Die DEK empfiehlt der Bundesregierung, die bestehenden  Aufsichtsinstitutionen zu stärken und ein neues Kompetenzzentrum für algorithmische Systeme auf Bundesebene zu schaffen. Aber auch die Ko- und Selbstregulierung wird empfohlen, wie DIN Normen und  Gütesiegel, sowie Kennzeichnungspflichten und ein bindender Codex für die Betreiber von algorithmischen Systemen. Sowohl bei der Ausarbeitung des bindenden Codex als auch in den Aufsichtsbehörden solle es Beiräte geben, in denen die Zivilgesellschaft vertreten ist.

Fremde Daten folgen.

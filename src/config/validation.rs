//! Configuration validation.
//!
//! Validates configuration at startup to catch common errors early.

use super::Config;
use std::collections::HashSet;
use thiserror::Error;

/// Validation errors for configuration.
#[derive(Debug, Error, PartialEq, Eq)]
pub enum ValidationError {
    #[error("server.name is required")]
    MissingServerName,
    #[error("session.outgoing_queue must be greater than zero")]
    ZeroOutgoingQueue,
    #[error("vhost path must start with '/': {0:?}")]
    InvalidVhostPath(String),
    #[error("duplicate vhost path: {0}")]
    DuplicateVhost(String),
    #[error("vhost {0}: user name is required")]
    MissingUserName(String),
    #[error("vhost {vhost}: duplicate user {user}")]
    DuplicateUser { vhost: String, user: String },
    #[error("vhost {vhost}: user {user} has zero permission")]
    ZeroPermission { vhost: String, user: String },
}

/// Validate a configuration, returning all errors found.
pub fn validate(config: &Config) -> Result<(), Vec<ValidationError>> {
    let mut errors = Vec::new();

    if config.server.name.is_empty() {
        errors.push(ValidationError::MissingServerName);
    }
    if config.session.outgoing_queue == 0 {
        errors.push(ValidationError::ZeroOutgoingQueue);
    }

    let mut paths = HashSet::new();
    for vhost in &config.vhost {
        if !vhost.path.starts_with('/') {
            errors.push(ValidationError::InvalidVhostPath(vhost.path.clone()));
        }
        if !paths.insert(vhost.path.as_str()) {
            errors.push(ValidationError::DuplicateVhost(vhost.path.clone()));
        }

        let mut names = HashSet::new();
        for user in &vhost.user {
            if user.name.is_empty() {
                errors.push(ValidationError::MissingUserName(vhost.path.clone()));
            } else if !names.insert(user.name.as_str()) {
                errors.push(ValidationError::DuplicateUser {
                    vhost: vhost.path.clone(),
                    user: user.name.clone(),
                });
            }
            if user.permission == 0 {
                errors.push(ValidationError::ZeroPermission {
                    vhost: vhost.path.clone(),
                    user: user.name.clone(),
                });
            }
        }
    }

    if errors.is_empty() {
        Ok(())
    } else {
        Err(errors)
    }
}
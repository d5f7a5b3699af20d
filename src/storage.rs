//! On-disk layout for received documents.
//!
//! Every completed session gets its own directory `session-<id>` under the
//! store root. The root is wiped at startup; archiving earlier documents is
//! left to the operator.

use std::fs::{self, File};
use std::io::Write;
use std::path::{Path, PathBuf};

use log::{debug, info};

use crate::errors::Result;
use crate::session::SessionId;

pub const DOCS_DIR: &str = "DocsDirectory";
pub const FALLBACK_DOCUMENT_NAME: &str = "document.bin";
const TEMP_PREFIX: &str = ".incoming-";

#[derive(Clone, Debug, PartialEq, Eq)]
pub struct DocumentStore {
    root: PathBuf,
}

impl DocumentStore {
    pub fn new(root: impl Into<PathBuf>) -> Self {
        Self { root: root.into() }
    }

    pub fn root(&self) -> &Path {
        &self.root
    }

    /// Recreates the root directory empty.
    pub fn reset(&self) -> Result<()> {
        if self.root.exists() {
            info!("clearing documents under {}", self.root.display());
            fs::remove_dir_all(&self.root)?;
        }
        fs::create_dir_all(&self.root)?;
        Ok(())
    }

    pub fn session_dir(&self, id: SessionId) -> PathBuf {
        self.root.join(format!("session-{id}"))
    }

    /// Writes the document of session `id` and returns where it landed.
    ///
    /// The content goes to a temporary file first and is renamed into
    /// place, so a half-written document is never visible under its name.
    pub fn persist(
        &self,
        id: SessionId,
        document_name: &str,
        content: &[u8],
    ) -> Result<PathBuf> {
        let directory = self.session_dir(id);
        fs::create_dir_all(&directory)?;

        let target = directory.join(sanitize_file_name(document_name));
        let temp_name: String = std::iter::repeat_with(fastrand::alphanumeric)
            .take(10)
            .collect();
        let temp = directory.join(format!("{TEMP_PREFIX}{temp_name}"));

        let written = File::create(&temp).and_then(|mut file| {
            file.write_all(content)?;
            file.sync_all()
        });
        if let Err(e) = written.and_then(|_| fs::rename(&temp, &target)) {
            let _ = fs::remove_file(&temp);
            return Err(e.into());
        }

        debug!(
            "stored {} bytes for session {id} at {}",
            content.len(),
            target.display()
        );
        Ok(target)
    }
}

/// Reduces a submitter-provided name to a bare file name.
///
/// Both `/` and `\` count as separators since submitters may run on any
/// platform.
pub fn sanitize_file_name(name: &str) -> String {
    let candidate = name
        .rsplit(['/', '\\'])
        .next()
        .unwrap_or_default()
        .trim();
    match candidate {
        "" | "." | ".." => FALLBACK_DOCUMENT_NAME.to_owned(),
        name if name.starts_with(TEMP_PREFIX) => {
            format!("_{name}")
        }
        name => name.to_owned(),
    }
}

Das Gutachten der DEK ist ein beeindruckender Beitrag zur Ethik der Digitalisierung. Die DEK unterstützt mit ihrem Gutachten den „europäischen Weg“, d.h. die europäische Strategie, Technologieentwicklung und Technologieeinsatz mit europäischen Werten und Grundrechten in Verbindung zu bringen. Was im Bericht meines Erachtens noch etwas zu kurz kommt, ist die kollektive Dimension: Datenrechte werden aus individueller Perspektive betrachtet. Es wird nicht klar, inwieweit die Gesellschaft an der Entwicklung digitaler Infrastrukturen und Tools mitwirken kann, welche Möglichkeiten also bspw. lokale Communities haben, ein smartes Quartier und eine smarte Stadt mitzugestalten. Über die Grenzen der Partizipation in eben diesen Smart Cities wurde hier im Blog schon an anderer Stelle geschrieben.